### What you have to do
Every line holding the string "meshseam" is to be copied from the entries below.

---------- Given data ----------

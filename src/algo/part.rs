//! Whole-part processing.
//!
//! A part is a set of named meshes from one imported asset: an outer shell,
//! inset detail panels, colour change surfaces and printed decorations. This
//! module welds them, brings them into a common frame and chamfers each mesh
//! against the meshes it touches.

use std::sync::atomic::{AtomicUsize, Ordering};

use nalgebra::Matrix4;
use rayon::prelude::*;

use super::chamfer::{chamfer, ChamferOptions};
use super::coincidence::DEFAULT_EPSILON;
use super::weld::{weld_duplicate_vertices, WeldOptions};
use super::Progress;
use crate::error::{MeshError, Result};
use crate::mesh::MeshBuffer;

/// Name fragments of connectivity and cap geometry that is removed from a part.
pub const DISCARDED_NAME_PATTERNS: [&str; 4] = ["knob_", "pin_", "tube_", "_Caps_"];

/// True if a mesh named `name` is knob, pin, tube or cap geometry.
pub fn is_discarded(name: &str) -> bool {
    DISCARDED_NAME_PATTERNS.iter().any(|pattern| name.contains(pattern))
}

/// What a mesh is within its part.
#[derive(Debug, Clone, Copy, PartialEq, Eq, Hash)]
pub enum SurfaceRole {
    /// The outer hull. Receives the bridge geometry.
    Shell,
    /// Panels set into the shell. Their open edges are free to move.
    Detail,
    /// Areas painted in a second colour.
    ColourChange,
    /// Printed decorations. Passed through untouched.
    Decoration,
    /// Anything else.
    Other,
}

impl SurfaceRole {
    /// Role of a scene node, from its own name and its parent's name.
    ///
    /// A node named `Shell` is the shell. Children of `Detail`,
    /// `ColourChangeSurfaces` and `DecorationSurfaces` groups take the
    /// group's role.
    pub fn from_node_names(name: &str, parent: Option<&str>) -> Self {
        if name == "Shell" {
            return Self::Shell;
        }
        match parent {
            Some("Detail") => Self::Detail,
            Some("ColourChangeSurfaces") => Self::ColourChange,
            Some("DecorationSurfaces") => Self::Decoration,
            _ => Self::Other,
        }
    }

    /// Whether meshes of this role are welded before chamfering.
    pub fn is_welded(self) -> bool {
        matches!(self, Self::Shell | Self::Detail | Self::ColourChange)
    }

    /// The role whose meshes are companions of a mesh with this role.
    pub fn companion_role(self) -> Option<SurfaceRole> {
        match self {
            Self::Shell => Some(Self::Detail),
            Self::Detail => Some(Self::Shell),
            _ => None,
        }
    }
}

/// One mesh of a part.
#[derive(Debug, Clone)]
pub struct PartMesh {
    /// Node name.
    pub name: String,
    /// Role within the part.
    pub role: SurfaceRole,
    /// Mesh-to-part transform.
    pub transform: Matrix4<f64>,
    /// Vertex data in mesh space.
    pub buffer: MeshBuffer,
}

impl PartMesh {
    /// Create a mesh with an identity transform.
    pub fn new(name: impl Into<String>, role: SurfaceRole, buffer: MeshBuffer) -> Self {
        Self {
            name: name.into(),
            role,
            transform: Matrix4::identity(),
            buffer,
        }
    }

    /// Set the mesh-to-part transform.
    pub fn with_transform(mut self, transform: Matrix4<f64>) -> Self {
        self.transform = transform;
        self
    }

    /// Length of the transform's x axis.
    pub fn scale(&self) -> f64 {
        self.transform.fixed_view::<3, 1>(0, 0).norm()
    }
}

/// The meshes of one imported part.
#[derive(Debug, Clone, Default)]
pub struct Part {
    /// Part name.
    pub name: String,
    /// Meshes in import order.
    pub meshes: Vec<PartMesh>,
}

impl Part {
    /// Meshes with the given role.
    pub fn meshes_with_role(&self, role: SurfaceRole) -> impl Iterator<Item = &PartMesh> + '_ {
        self.meshes.iter().filter(move |m| m.role == role)
    }
}

/// Options for [`process_part`].
#[derive(Debug, Clone, PartialEq)]
pub struct PartOptions {
    /// Bevel size in part units.
    pub chamfer_size: f64,
    /// Chamfer shell, detail and other meshes.
    pub chamfer: bool,
    /// Weld shell, detail and colour change meshes first.
    pub weld: bool,
    /// Keep texture coordinates on chamfered meshes.
    pub keep_uvs: bool,
    /// Distance below which vertices coincide, for welding and seam matching.
    pub coincidence_epsilon: f64,
    /// Process meshes in parallel (default: true).
    pub parallel: bool,
}

impl Default for PartOptions {
    fn default() -> Self {
        Self {
            chamfer_size: 0.02,
            chamfer: true,
            weld: true,
            keep_uvs: false,
            coincidence_epsilon: DEFAULT_EPSILON,
            parallel: true,
        }
    }
}
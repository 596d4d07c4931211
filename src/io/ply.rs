//! PLY (Stanford polygon) format support.
//!
//! This module provides loading and saving of mesh buffers in the PLY format,
//! also known as the Polygon File Format or Stanford Triangle Format.
//!
//! Recognized vertex properties: `x y z`, `nx ny nz`, `tx ty tz tw`, and
//! texture coordinates as `s t`, `u v` or `texture_u texture_v`.

use std::fs::File;
use std::io::{BufReader, BufWriter, Write};
use std::path::Path;

use nalgebra::{Point3, Vector2, Vector3, Vector4};
use ply_rs::parser::Parser;
use ply_rs::ply::{DefaultElement, Property};

use crate::error::{MeshError, Result};
use crate::mesh::MeshBuffer;

const UV_NAMES: [(&str, &str); 3] = [("s", "t"), ("u", "v"), ("texture_u", "texture_v")];

/// Load a mesh from a PLY file.
///
/// Polygons are fan-triangulated. Missing normals are recomputed from the
/// triangles. Tangents and UVs are kept only if every vertex has them.
///
/// # Example
///
/// ```no_run
/// use meshseam::io::ply;
///
/// let mesh = ply::load("shell.ply").unwrap();
/// ```
pub fn load<P: AsRef<Path>>(path: P) -> Result<MeshBuffer> {
    let path = path.as_ref();
    let file = File::open(path)?;
    let mut reader = BufReader::new(file);

    let parser = Parser::<DefaultElement>::new();
    let ply = parser
        .read_ply(&mut reader)
        .map_err(|e| MeshError::load(path, e.to_string()))?;

    let vertex_element = ply
        .payload
        .get("vertex")
        .ok_or_else(|| MeshError::load(path, "PLY file has no vertex element"))?;

    let mut positions = Vec::with_capacity(vertex_element.len());
    let mut normals = Some(Vec::with_capacity(vertex_element.len()));
    let mut tangents = Some(Vec::with_capacity(vertex_element.len()));
    let mut uvs = Some(Vec::with_capacity(vertex_element.len()));

    for vertex in vertex_element {
        let [x, y, z] = ["x", "y", "z"].map(|name| get_float_property(vertex, name));
        let (Some(x), Some(y), Some(z)) = (x, y, z) else {
            return Err(MeshError::load(path, "vertex missing x, y or z coordinate"));
        };
        positions.push(Point3::new(x, y, z));

        push_if_complete(&mut normals, read_vector3(vertex));
        push_if_complete(&mut tangents, read_vector4(vertex));
        push_if_complete(&mut uvs, read_uv(vertex));
    }

    let face_element = ply
        .payload
        .get("face")
        .ok_or_else(|| MeshError::load(path, "PLY file has no face element"))?;

    let mut triangles = Vec::with_capacity(face_element.len() * 3);
    for face in face_element {
        let indices = get_list_property(face, "vertex_indices")
            .or_else(|| get_list_property(face, "vertex_index"))
            .ok_or_else(|| MeshError::load(path, "face missing vertex_indices property"))?;

        // Triangulate polygon by fan triangulation
        for i in 1..indices.len().saturating_sub(1) {
            triangles.extend_from_slice(&[indices[0], indices[i], indices[i + 1]]);
        }
    }

    if triangles.is_empty() {
        return Err(MeshError::load(path, "PLY file contains no faces"));
    }

    let recompute_normals = normals.is_none();
    let mut mesh = MeshBuffer {
        normals: normals.unwrap_or_else(|| vec![Vector3::zeros(); positions.len()]),
        positions,
        tangents,
        uvs,
        triangles,
    };
    mesh.validate()?;
    if recompute_normals {
        log::debug!("{}: no vertex normals, recomputing", path.display());
        mesh.recalculate_normals();
    }
    Ok(mesh)
}

/// Append `value` to `column`, or drop the column once a value is missing.
fn push_if_complete<T>(column: &mut Option<Vec<T>>, value: Option<T>) {
    match (column.as_mut(), value) {
        (Some(values), Some(value)) => values.push(value),
        _ => *column = None,
    }
}

fn read_vector3(vertex: &DefaultElement) -> Option<Vector3<f64>> {
    Some(Vector3::new(
        get_float_property(vertex, "nx")?,
        get_float_property(vertex, "ny")?,
        get_float_property(vertex, "nz")?,
    ))
}

fn read_vector4(vertex: &DefaultElement) -> Option<Vector4<f64>> {
    Some(Vector4::new(
        get_float_property(vertex, "tx")?,
        get_float_property(vertex, "ty")?,
        get_float_property(vertex, "tz")?,
        get_float_property(vertex, "tw")?,
    ))
}

fn read_uv(vertex: &DefaultElement) -> Option<Vector2<f64>> {
    UV_NAMES.iter().find_map(|(u, v)| {
        Some(Vector2::new(
            get_float_property(vertex, u)?,
            get_float_property(vertex, v)?,
        ))
    })
}

fn get_float_property(element: &DefaultElement, name: &str) -> Option<f64> {
    match element.get(name)? {
        Property::Float(v) => Some(*v as f64),
        Property::Double(v) => Some(*v),
        Property::Int(v) => Some(*v as f64),
        Property::UInt(v) => Some(*v as f64),
        Property::Short(v) => Some(*v as f64),
        Property::UShort(v) => Some(*v as f64),
        Property::Char(v) => Some(*v as f64),
        Property::UChar(v) => Some(*v as f64),
        _ => None,
    }
}

fn get_list_property(element: &DefaultElement, name: &str) -> Option<Vec<usize>> {
    match element.get(name)? {
        Property::ListInt(v) => Some(v.iter().map(|&x| x as usize).collect()),
        Property::ListUInt(v) => Some(v.iter().map(|&x| x as usize).collect()),
        Property::ListShort(v) => Some(v.iter().map(|&x| x as usize).collect()),
        Property::ListUShort(v) => Some(v.iter().map(|&x| x as usize).collect()),
        Property::ListChar(v) => Some(v.iter().map(|&x| x as usize).collect()),
        Property::ListUChar(v) => Some(v.iter().map(|&x| x as usize).collect()),
        _ => None,
    }
}

/// Save a mesh to a PLY file (ASCII format).
///
/// Every present column is written, in double precision.
///
/// # Example
///
/// ```no_run
/// use meshseam::io::ply;
/// use meshseam::mesh::MeshBuffer;
///
/// let mesh = MeshBuffer::new();
/// ply::save(&mesh, "output.ply").unwrap();
/// ```
pub fn save<P: AsRef<Path>>(mesh: &MeshBuffer, path: P) -> Result<()> {
    let path = path.as_ref();
    mesh.validate()?;

    let file = File::create(path)?;
    let mut writer = BufWriter::new(file);

    // Write header
    writeln!(writer, "ply")?;
    writeln!(writer, "format ascii 1.0")?;
    writeln!(writer, "comment Generated by meshseam")?;
    writeln!(writer, "element vertex {}", mesh.vertex_count())?;
    for name in ["x", "y", "z", "nx", "ny", "nz"] {
        writeln!(writer, "property double {}", name)?;
    }
    if mesh.tangents.is_some() {
        for name in ["tx", "ty", "tz", "tw"] {
            writeln!(writer, "property double {}", name)?;
        }
    }
    if mesh.uvs.is_some() {
        writeln!(writer, "property double s")?;
        writeln!(writer, "property double t")?;
    }
    writeln!(writer, "element face {}", mesh.triangle_count())?;
    writeln!(writer, "property list uchar int vertex_indices")?;
    writeln!(writer, "end_header")?;

    // Write vertices
    for (i, (p, n)) in mesh.positions.iter().zip(&mesh.normals).enumerate() {
        write!(writer, "{} {} {} {} {} {}", p.x, p.y, p.z, n.x, n.y, n.z)?;
        if let Some(tangents) = &mesh.tangents {
            let t = tangents[i];
            write!(writer, " {} {} {} {}", t.x, t.y, t.z, t.w)?;
        }
        if let Some(uvs) = &mesh.uvs {
            write!(writer, " {} {}", uvs[i].x, uvs[i].y)?;
        }
        writeln!(writer)?;
    }

    // Write faces
    for [a, b, c] in mesh.triangles() {
        writeln!(writer, "3 {} {} {}", a, b, c)?;
    }

    writer.flush()?;
    Ok(())
}
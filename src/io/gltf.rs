//! glTF format support.
//!
//! This module provides loading of mesh buffers and parts from glTF and GLB
//! files. glTF is a modern 3D format designed for efficient transmission and
//! loading.
//!
//! Note: Saving to glTF is not supported.

use std::path::Path;

use nalgebra::{Matrix4, Point3, Vector2, Vector3, Vector4};

use crate::algo::part::{Part, PartMesh, SurfaceRole};
use crate::error::{MeshError, Result};
use crate::mesh::MeshBuffer;

/// Load a mesh from a glTF or GLB file.
///
/// This function loads all meshes from the file and combines them into a
/// single buffer, in mesh space. Node transforms are ignored; use
/// [`load_part`] to keep them.
///
/// # Example
///
/// ```no_run
/// use meshseam::io::gltf;
///
/// let mesh = gltf::load("brick.gltf").unwrap();
/// ```
pub fn load<P: AsRef<Path>>(path: P) -> Result<MeshBuffer> {
    let path = path.as_ref();
    let (document, buffers, _images) = import(path)?;

    let mut merged = MeshBuffer::new();
    for mesh in document.meshes() {
        append(&mut merged, read_mesh(path, &mesh, &buffers)?);
    }

    if merged.triangles.is_empty() {
        return Err(MeshError::load(path, "glTF file contains no triangle meshes"));
    }
    Ok(merged)
}

/// Load every mesh node of the default scene as a [`Part`].
///
/// Node transforms are accumulated from the scene root, so each
/// [`PartMesh::transform`] maps mesh space to scene space. Roles come from
/// [`SurfaceRole::from_node_names`]. The part is named after the file stem.
pub fn load_part<P: AsRef<Path>>(path: P) -> Result<Part> {
    let path = path.as_ref();
    let (document, buffers, _images) = import(path)?;

    let scene = document
        .default_scene()
        .or_else(|| document.scenes().next())
        .ok_or_else(|| MeshError::load(path, "glTF file contains no scene"))?;

    let mut meshes = Vec::new();
    for node in scene.nodes() {
        visit(path, &node, None, &Matrix4::identity(), &buffers, &mut meshes)?;
    }
    log::debug!("{}: {} mesh nodes", path.display(), meshes.len());

    Ok(Part {
        name: path
            .file_stem()
            .and_then(|s| s.to_str())
            .unwrap_or("part")
            .to_string(),
        meshes,
    })
}

type Imported = (
    ::gltf::Document,
    Vec<::gltf::buffer::Data>,
    Vec<::gltf::image::Data>,
);

fn import(path: &Path) -> Result<Imported> {
    ::gltf::import(path).map_err(|e| MeshError::load(path, e.to_string()))
}

fn visit(
    path: &Path,
    node: &::gltf::Node<'_>,
    parent: Option<&str>,
    parent_transform: &Matrix4<f64>,
    buffers: &[::gltf::buffer::Data],
    out: &mut Vec<PartMesh>,
) -> Result<()> {
    let local: Matrix4<f64> = Matrix4::from(node.transform().matrix()).cast();
    let transform = parent_transform * local;
    let name = node
        .name()
        .map(String::from)
        .unwrap_or_else(|| format!("node_{}", node.index()));

    if let Some(mesh) = node.mesh() {
        let role = SurfaceRole::from_node_names(&name, parent);
        out.push(PartMesh {
            name: name.clone(),
            role,
            transform,
            buffer: read_mesh(path, &mesh, buffers)?,
        });
    }

    for child in node.children() {
        visit(path, &child, Some(name.as_str()), &transform, buffers, out)?;
    }
    Ok(())
}

/// Merge the triangle primitives of one glTF mesh.
fn read_mesh(
    path: &Path,
    mesh: &::gltf::Mesh<'_>,
    buffers: &[::gltf::buffer::Data],
) -> Result<MeshBuffer> {
    let mut merged = MeshBuffer::new();
    for primitive in mesh.primitives() {
        if let Some(buffer) = read_primitive(path, &primitive, buffers)? {
            append(&mut merged, buffer);
        }
    }
    Ok(merged)
}

fn read_primitive(
    path: &Path,
    primitive: &::gltf::Primitive<'_>,
    buffers: &[::gltf::buffer::Data],
) -> Result<Option<MeshBuffer>> {
    let reader = primitive.reader(|buffer| Some(&buffers[buffer.index()]));

    let Some(positions) = reader.read_positions() else {
        return Ok(None);
    };
    let positions: Vec<Point3<f64>> = positions
        .map(|p| Point3::new(p[0] as f64, p[1] as f64, p[2] as f64))
        .collect();

    let indices: Vec<usize> = match reader.read_indices() {
        Some(indices) => indices.into_u32().map(|i| i as usize).collect(),
        None => (0..positions.len()).collect(),
    };
    let Some(triangles) = triangulate(primitive.mode(), &indices) else {
        // Skip non-triangle primitives (points, lines)
        return Ok(None);
    };

    let normals: Option<Vec<Vector3<f64>>> = reader
        .read_normals()
        .map(|normals| {
            normals
                .map(|n| Vector3::new(n[0] as f64, n[1] as f64, n[2] as f64))
                .collect()
        });
    let tangents = reader.read_tangents().map(|tangents| {
        tangents
            .map(|t| Vector4::new(t[0] as f64, t[1] as f64, t[2] as f64, t[3] as f64))
            .collect()
    });
    let uvs = reader.read_tex_coords(0).map(|uvs| {
        uvs.into_f32()
            .map(|uv| Vector2::new(uv[0] as f64, uv[1] as f64))
            .collect()
    });

    let recompute_normals = normals.is_none();
    let mut mesh = MeshBuffer {
        normals: normals.unwrap_or_else(|| vec![Vector3::zeros(); positions.len()]),
        positions,
        tangents,
        uvs,
        triangles,
    };
    mesh.validate()
        .map_err(|e| MeshError::load(path, format!("primitive {}: {}", primitive.index(), e)))?;
    if recompute_normals {
        mesh.recalculate_normals();
    }
    Ok(Some(mesh))
}

fn triangulate(mode: ::gltf::mesh::Mode, indices: &[usize]) -> Option<Vec<usize>> {
    let mut triangles = Vec::with_capacity(indices.len());
    match mode {
        ::gltf::mesh::Mode::Triangles => {
            for chunk in indices.chunks_exact(3) {
                triangles.extend_from_slice(chunk);
            }
        }
        ::gltf::mesh::Mode::TriangleStrip => {
            for i in 0..indices.len().saturating_sub(2) {
                if i % 2 == 0 {
                    triangles.extend_from_slice(&[indices[i], indices[i + 1], indices[i + 2]]);
                } else {
                    // Reverse winding for odd triangles
                    triangles.extend_from_slice(&[indices[i], indices[i + 2], indices[i + 1]]);
                }
            }
        }
        ::gltf::mesh::Mode::TriangleFan => {
            for i in 1..indices.len().saturating_sub(1) {
                triangles.extend_from_slice(&[indices[0], indices[i], indices[i + 1]]);
            }
        }
        _ => return None,
    }
    Some(triangles)
}

/// Append `source` to `target`, keeping optional columns both have.
fn append(target: &mut MeshBuffer, source: MeshBuffer) {
    if target.positions.is_empty() {
        *target = source;
        return;
    }

    let offset = target.vertex_count();
    target.positions.extend(source.positions);
    target.normals.extend(source.normals);
    target.tangents = merge_column(target.tangents.take(), source.tangents);
    target.uvs = merge_column(target.uvs.take(), source.uvs);
    target.triangles.extend(source.triangles.iter().map(|&v| v + offset));
}

fn merge_column<T>(a: Option<Vec<T>>, b: Option<Vec<T>>) -> Option<Vec<T>> {
    match (a, b) {
        (Some(mut a), Some(b)) => {
            a.extend(b);
            Some(a)
        }
        _ => None,
    }
}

----------

### Written solution
/// use meshseam::io::ply;
/// use meshseam::io::ply;
/// use meshseam::mesh::MeshBuffer;
    writeln!(writer, "comment Generated by meshseam")?;
/// use meshseam::io::gltf;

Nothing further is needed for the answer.